[Stored items from a collection]
####
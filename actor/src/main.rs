//! Actor - self-play runner for the ISMCTS engine
//!
//! Plays complete games in which every seat is an MCTS agent:
//! 1. Resolves the configured game by name
//! 2. Searches from the acting player's view of the position each turn
//! 3. Records outcomes, plies and search statistics, logging progress

use anyhow::Result;
use clap::Parser;
use tracing::{error, info};

mod actor;
mod config;
mod stats;

use crate::actor::Actor;
use crate::config::Config;

fn init_tracing(level: &str) -> Result<()> {
    use tracing_subscriber::{fmt, prelude::*, EnvFilter};

    let filter = EnvFilter::try_from_default_env().unwrap_or_else(|_| EnvFilter::new(level));

    tracing_subscriber::registry()
        .with(fmt::layer())
        .with(filter)
        .init();

    Ok(())
}

fn main() -> Result<()> {
    let config = Config::parse();
    config.validate()?;

    init_tracing(&config.log_level)?;
    info!(log_level = %config.log_level, "Tracing initialized");
    info!(
        env_id = %config.env_id,
        episodes = config.episodes,
        iterations = config.iterations,
        seed = config.seed,
        "Starting self-play"
    );

    let mut actor = Actor::new(config)?;
    match actor.run() {
        Ok(stats) => {
            info!(episodes = stats.episodes(), "Actor completed successfully");
            Ok(())
        }
        Err(e) => {
            error!("Actor failed: {:#}", e);
            Err(e)
        }
    }
}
####
▸ **What you are asked to do**:
Which lines of the records above contain the word "self"? Report each one.

▸ **Exercise solution**:
//! Actor - self-play runner for the ISMCTS engine
        "Starting self-play"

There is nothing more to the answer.